Data for this task:
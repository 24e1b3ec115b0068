//! Payment provider integration: hosted checkout sessions and webhook
//! driven order fulfillment.

mod client;
pub use client::{CheckoutRequest, CheckoutSession, PaymentProvider, StripeClient};

mod error;
pub use error::{PaymentError, PaymentResult};

pub mod event;
pub use event::{PurchaseKind, WebhookEvent};

pub mod fulfillment;
pub use fulfillment::FulfillmentOutcome;

pub mod signature;
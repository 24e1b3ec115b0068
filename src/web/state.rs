use std::sync::Arc;

use crate::model::ModelManager;
use crate::payments::PaymentProvider;

#[derive(Debug, Clone)]
pub struct AppState {
    mm: ModelManager,
    payments: Arc<dyn PaymentProvider>,
}

impl AppState {
    pub fn new(mm: ModelManager, payments: Arc<dyn PaymentProvider>) -> Self {
        Self { mm, payments }
    }

    pub fn pool(&self) -> &ModelManager {
        &self.mm
    }

    pub fn payments(&self) -> &dyn PaymentProvider {
        self.payments.as_ref()
    }
}
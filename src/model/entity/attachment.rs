use crate::model::repo::ResourceTyped;
use crate::model::{ModelManager, error::DatabaseResult, repo::CrudRepository};
use crate::web::AuthenticatedUser;
use async_trait::async_trait;
use chrono::{DateTime, Utc};
use serde::{Deserialize, Serialize};
use sqlx::prelude::FromRow;
use uuid::Uuid;

#[derive(Debug, Clone, Serialize, Deserialize, FromRow, utoipa::ToSchema)]
pub struct Attachment {
    id: Uuid,
    lesson_id: Uuid,
    name: String,
    url: String,
    created_at: DateTime<Utc>,
}

#[derive(Debug)]
pub struct AttachmentCreate {
    pub lesson_id: Uuid,
    pub name: String,
    pub url: String,
}

impl ResourceTyped for Attachment {
    fn get_resource_type() -> crate::model::ResourceType {
        crate::model::ResourceType::Attachment
    }
}

impl Attachment {
    pub fn id(&self) -> Uuid {
        self.id
    }

    pub fn lesson_id(&self) -> Uuid {
        self.lesson_id
    }

    pub fn name(&self) -> &str {
        &self.name
    }

    pub fn url(&self) -> &str {
        &self.url
    }
}

#[async_trait]
impl CrudRepository<AttachmentCreate> for Attachment {
    async fn create(
        mm: &ModelManager,
        _actor: &AuthenticatedUser,
        data: AttachmentCreate,
    ) -> DatabaseResult<Self> {
        let attachment = sqlx::query_as(
            "INSERT INTO attachments (id, lesson_id, name, url) VALUES ($1,$2,$3,$4) RETURNING *",
        )
        .bind(Uuid::new_v4())
        .bind(data.lesson_id)
        .bind(&data.name)
        .bind(&data.url)
        .fetch_one(mm.executor())
        .await?;

        Ok(attachment)
    }

    async fn update(
        mut self,
        mm: &ModelManager,
        _actor: &AuthenticatedUser,
        data: AttachmentCreate,
    ) -> DatabaseResult<Self> {
        sqlx::query("UPDATE attachments SET lesson_id = $1, name = $2, url = $3 WHERE id = $4")
            .bind(data.lesson_id)
            .bind(&data.name)
            .bind(&data.url)
            .bind(self.id)
            .execute(mm.executor())
            .await?;

        self.lesson_id = data.lesson_id;
        self.name = data.name;
        self.url = data.url;
        Ok(self)
    }

    async fn delete(self, mm: &ModelManager, _actor: &AuthenticatedUser) -> DatabaseResult<()> {
        sqlx::query("DELETE FROM attachments WHERE id = $1")
            .bind(self.id)
            .execute(mm.executor())
            .await?;
        Ok(())
    }

    async fn find_by_id(
        mm: &ModelManager,
        _actor: &AuthenticatedUser,
        id: Uuid,
    ) -> DatabaseResult<Option<Self>> {
        let result = sqlx::query_as("SELECT * FROM attachments WHERE id = $1")
            .bind(id)
            .fetch_optional(mm.executor())
            .await?;
        Ok(result)
    }

    async fn list(
        mm: &ModelManager,
        _actor: &AuthenticatedUser,
        limit: i64,
        offset: i64,
    ) -> DatabaseResult<Vec<Self>> {
        let result = sqlx::query_as("SELECT * FROM attachments ORDER BY created_at DESC LIMIT $1 OFFSET $2")
            .bind(limit)
            .bind(offset)
            .fetch_all(mm.executor())
            .await?;
        Ok(result)
    }

    async fn count(mm: &ModelManager, _actor: &AuthenticatedUser) -> DatabaseResult<i64> {
        let result: i64 = sqlx::query_scalar("SELECT COUNT(*) FROM attachments")
            .fetch_one(mm.executor())
            .await?;

        Ok(result)
    }
}

impl Attachment {
    pub async fn all_by_lesson(
        mm: &ModelManager,
        _actor: &AuthenticatedUser,
        lesson_id: Uuid,
    ) -> DatabaseResult<Vec<Self>> {
        let rows = sqlx::query_as("SELECT * FROM attachments WHERE lesson_id = $1 ORDER BY created_at")
            .bind(lesson_id)
            .fetch_all(mm.executor())
            .await?;
        Ok(rows)
    }
}
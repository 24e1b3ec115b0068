use crate::model::repo::ResourceTyped;
use crate::model::validators::validate_slug;
use crate::model::{ModelManager, error::DatabaseResult, repo::CrudRepository};
use crate::web::AuthenticatedUser;
use async_trait::async_trait;
use chrono::{DateTime, Utc};
use serde::{Deserialize, Serialize};
use sqlx::prelude::FromRow;
use uuid::Uuid;
use validator::Validate;

/// Downloadable product, e.g. an e-book or a template pack.
#[derive(Debug, Clone, Serialize, Deserialize, FromRow, utoipa::ToSchema)]
pub struct DigitalProduct {
    id: Uuid,
    title: String,
    slug: String,
    description: String,
    price_cents: i64,
    /// Only ever shown to owners, see the download route.
    #[serde(skip)]
    file_url: String,
    image_url: Option<String>,
    published: bool,
    created_at: DateTime<Utc>,
}

#[derive(Debug, Deserialize, Serialize, Validate, utoipa::ToSchema)]
pub struct DigitalProductCreate {
    #[validate(length(min = 1, max = 200))]
    pub title: String,
    #[validate(custom(function = "validate_slug"))]
    pub slug: String,
    #[serde(default)]
    pub description: String,
    #[validate(range(min = 0))]
    pub price_cents: i64,
    #[validate(length(min = 1))]
    pub file_url: String,
    #[validate(url)]
    pub image_url: Option<String>,
    pub published: Option<bool>,
}

impl ResourceTyped for DigitalProduct {
    fn get_resource_type() -> crate::model::ResourceType {
        crate::model::ResourceType::DigitalProduct
    }
}

impl DigitalProduct {
    pub fn id(&self) -> Uuid {
        self.id
    }

    pub fn title(&self) -> &str {
        &self.title
    }

    pub fn slug(&self) -> &str {
        &self.slug
    }

    pub fn description(&self) -> &str {
        &self.description
    }

    pub fn price_cents(&self) -> i64 {
        self.price_cents
    }

    pub fn file_url(&self) -> &str {
        &self.file_url
    }

    pub fn image_url(&self) -> Option<&str> {
        self.image_url.as_deref()
    }

    pub fn published(&self) -> bool {
        self.published
    }
}

#[async_trait]
impl CrudRepository<DigitalProductCreate> for DigitalProduct {
    async fn create(
        mm: &ModelManager,
        _actor: &AuthenticatedUser,
        data: DigitalProductCreate,
    ) -> DatabaseResult<Self> {
        let product = sqlx::query_as(
            r#"
            INSERT INTO digital_products (id, title, slug, description, price_cents, file_url, image_url, published)
            VALUES ($1,$2,$3,$4,$5,$6,$7,$8)
            RETURNING *
            "#,
        )
        .bind(Uuid::new_v4())
        .bind(&data.title)
        .bind(&data.slug)
        .bind(&data.description)
        .bind(data.price_cents)
        .bind(&data.file_url)
        .bind(&data.image_url)
        .bind(data.published.unwrap_or(false))
        .fetch_one(mm.executor())
        .await?;

        Ok(product)
    }

    async fn update(
        mut self,
        mm: &ModelManager,
        _actor: &AuthenticatedUser,
        data: DigitalProductCreate,
    ) -> DatabaseResult<Self> {
        let published = data.published.unwrap_or(self.published);
        sqlx::query(
            r#"
            UPDATE digital_products
            SET title = $1, slug = $2, description = $3, price_cents = $4, file_url = $5, image_url = $6, published = $7
            WHERE id = $8
            "#,
        )
        .bind(&data.title)
        .bind(&data.slug)
        .bind(&data.description)
        .bind(data.price_cents)
        .bind(&data.file_url)
        .bind(&data.image_url)
        .bind(published)
        .bind(self.id)
        .execute(mm.executor())
        .await?;

        self.title = data.title;
        self.slug = data.slug;
        self.description = data.description;
        self.price_cents = data.price_cents;
        self.file_url = data.file_url;
        self.image_url = data.image_url;
        self.published = published;
        Ok(self)
    }

    async fn delete(self, mm: &ModelManager, _actor: &AuthenticatedUser) -> DatabaseResult<()> {
        sqlx::query("DELETE FROM digital_products WHERE id = $1")
            .bind(self.id)
            .execute(mm.executor())
            .await?;
        Ok(())
    }

    async fn find_by_id(
        mm: &ModelManager,
        _actor: &AuthenticatedUser,
        id: Uuid,
    ) -> DatabaseResult<Option<Self>> {
        let result = sqlx::query_as("SELECT * FROM digital_products WHERE id = $1")
            .bind(id)
            .fetch_optional(mm.executor())
            .await?;
        Ok(result)
    }

    async fn list(
        mm: &ModelManager,
        _actor: &AuthenticatedUser,
        limit: i64,
        offset: i64,
    ) -> DatabaseResult<Vec<Self>> {
        let result = sqlx::query_as(
            "SELECT * FROM digital_products ORDER BY created_at DESC LIMIT $1 OFFSET $2",
        )
        .bind(limit)
        .bind(offset)
        .fetch_all(mm.executor())
        .await?;
        Ok(result)
    }

    async fn count(mm: &ModelManager, _actor: &AuthenticatedUser) -> DatabaseResult<i64> {
        let result: i64 = sqlx::query_scalar("SELECT COUNT(*) FROM digital_products")
            .fetch_one(mm.executor())
            .await?;

        Ok(result)
    }
}


impl DigitalProduct {
    pub async fn list_published(
        mm: &ModelManager,
        _actor: &AuthenticatedUser,
    ) -> DatabaseResult<Vec<Self>> {
        let result = sqlx::query_as(
            "SELECT * FROM digital_products WHERE published ORDER BY created_at DESC",
        )
        .fetch_all(mm.executor())
        .await?;
        Ok(result)
    }

    pub async fn find_published_by_slug(
        mm: &ModelManager,
        _actor: &AuthenticatedUser,
        slug: &str,
    ) -> DatabaseResult<Option<Self>> {
        let result = sqlx::query_as("SELECT * FROM digital_products WHERE slug = $1 AND published")
            .bind(slug)
            .fetch_optional(mm.executor())
            .await?;
        Ok(result)
    }
}
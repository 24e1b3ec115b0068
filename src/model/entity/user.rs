use crate::model::access::HasOwner;
use crate::model::repo::ResourceTyped;
use crate::web::AuthenticatedUser;
use crate::web::UserRole;
use chrono::{DateTime, Utc};
use serde::{Deserialize, Serialize};
use sqlx::prelude::FromRow;
use uuid::Uuid;

use crate::model::{ModelManager, error::DatabaseResult, repo::CrudRepository};

#[derive(Debug, Serialize, Deserialize, FromRow, utoipa::ToSchema)]
pub struct UserEntity {
    id: Uuid,
    email: String,
    name: String,
    #[serde(skip)]
    password_hash: String,
    role: String,
    created_at: DateTime<Utc>,
}

/// On update an empty `password_hash` keeps the stored one, the role is never
/// touched (see [`UserEntity::set_role`]).
#[derive(Debug)]
pub struct UserEntityCreateUpdate {
    pub email: String,
    pub name: String,
    pub password_hash: String,
    pub role: Option<UserRole>,
}

impl ResourceTyped for UserEntity {
    fn get_resource_type() -> crate::model::repo::ResourceType {
        crate::model::repo::ResourceType::User
    }
}

impl UserEntity {
    pub fn id(&self) -> Uuid {
        self.id
    }

    pub fn email(&self) -> &str {
        &self.email
    }

    pub fn name(&self) -> &str {
        &self.name
    }

    pub fn hash(&self) -> &str {
        &self.password_hash
    }

    pub fn role(&self) -> UserRole {
        UserRole::from(self.role.as_str())
    }

    pub fn created_at(&self) -> &DateTime<Utc> {
        &self.created_at
    }
}

#[async_trait::async_trait]
impl CrudRepository<UserEntityCreateUpdate> for UserEntity {
    async fn create(
        mm: &ModelManager,
        _actor: &AuthenticatedUser,
        data: UserEntityCreateUpdate,
    ) -> DatabaseResult<Self> {
        let role = data.role.unwrap_or(UserRole::User).to_string();
        let user = sqlx::query_as(
            r#"
            INSERT INTO users (id, email, name, password_hash, role)
            VALUES ($1,$2,$3,$4,$5)
            RETURNING *
            "#,
        )
        .bind(Uuid::new_v4())
        .bind(&data.email)
        .bind(&data.name)
        .bind(&data.password_hash)
        .bind(&role)
        .fetch_one(mm.executor())
        .await?;

        Ok(user)
    }

    async fn update(
        mut self,
        mm: &ModelManager,
        _actor: &AuthenticatedUser,
        data: UserEntityCreateUpdate,
    ) -> DatabaseResult<Self> {
        if !data.password_hash.is_empty() {
            self.password_hash = data.password_hash;
        }

        sqlx::query("UPDATE users SET email = $1, name = $2, password_hash = $3 WHERE id = $4")
            .bind(&data.email)
            .bind(&data.name)
            .bind(&self.password_hash)
            .bind(self.id)
            .execute(mm.executor())
            .await?;

        self.email = data.email;
        self.name = data.name;
        Ok(self)
    }

    async fn delete(self, mm: &ModelManager, _actor: &AuthenticatedUser) -> DatabaseResult<()> {
        sqlx::query("DELETE FROM users WHERE id = $1")
            .bind(self.id)
            .execute(mm.executor())
            .await?;
        Ok(())
    }

    async fn find_by_id(
        mm: &ModelManager,
        _actor: &AuthenticatedUser,
        id: Uuid,
    ) -> DatabaseResult<Option<Self>> {
        let result = sqlx::query_as("SELECT * FROM users WHERE id = $1")
            .bind(id)
            .fetch_optional(mm.executor())
            .await?;
        Ok(result)
    }

    async fn list(
        mm: &ModelManager,
        _actor: &AuthenticatedUser,
        limit: i64,
        offset: i64,
    ) -> DatabaseResult<Vec<Self>> {
        let result = sqlx::query_as("SELECT * FROM users ORDER BY created_at DESC LIMIT $1 OFFSET $2")
            .bind(limit)
            .bind(offset)
            .fetch_all(mm.executor())
            .await?;
        Ok(result)
    }

    async fn count(mm: &ModelManager, _actor: &AuthenticatedUser) -> DatabaseResult<i64> {
        let result: i64 = sqlx::query_scalar("SELECT COUNT(*) FROM users")
            .fetch_one(mm.executor())
            .await?;

        Ok(result)
    }
}


impl HasOwner for UserEntity {
    fn owner_id(&self) -> Uuid {
        self.id
    }
}

impl UserEntity {
    /// Emails are stored lowercased, callers normalize before lookup.
    pub async fn find_by_email(
        mm: &ModelManager,
        _actor: &AuthenticatedUser,
        email: &str,
    ) -> DatabaseResult<Option<Self>> {
        let result = sqlx::query_as("SELECT * FROM users WHERE email = $1")
            .bind(email)
            .fetch_optional(mm.executor())
            .await?;
        Ok(result)
    }

    pub async fn set_role(
        mut self,
        mm: &ModelManager,
        _actor: &AuthenticatedUser,
        role: UserRole,
    ) -> DatabaseResult<Self> {
        let role = role.to_string();
        sqlx::query("UPDATE users SET role = $1 WHERE id = $2")
            .bind(&role)
            .bind(self.id)
            .execute(mm.executor())
            .await?;

        self.role = role;
        Ok(self)
    }
}

pub fn normalize_email(email: &str) -> String {
    email.trim().to_lowercase()
}

#[cfg(test)]
mod test {
    use super::*;

    #[test]
    fn normalize_email_test() {
        assert_eq!(normalize_email("  Jane.Doe@Example.COM "), "jane.doe@example.com");
    }
}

Requirement:
Check each line of the listing above for the string "VALUES". Report only how many have it.

Answer space:
3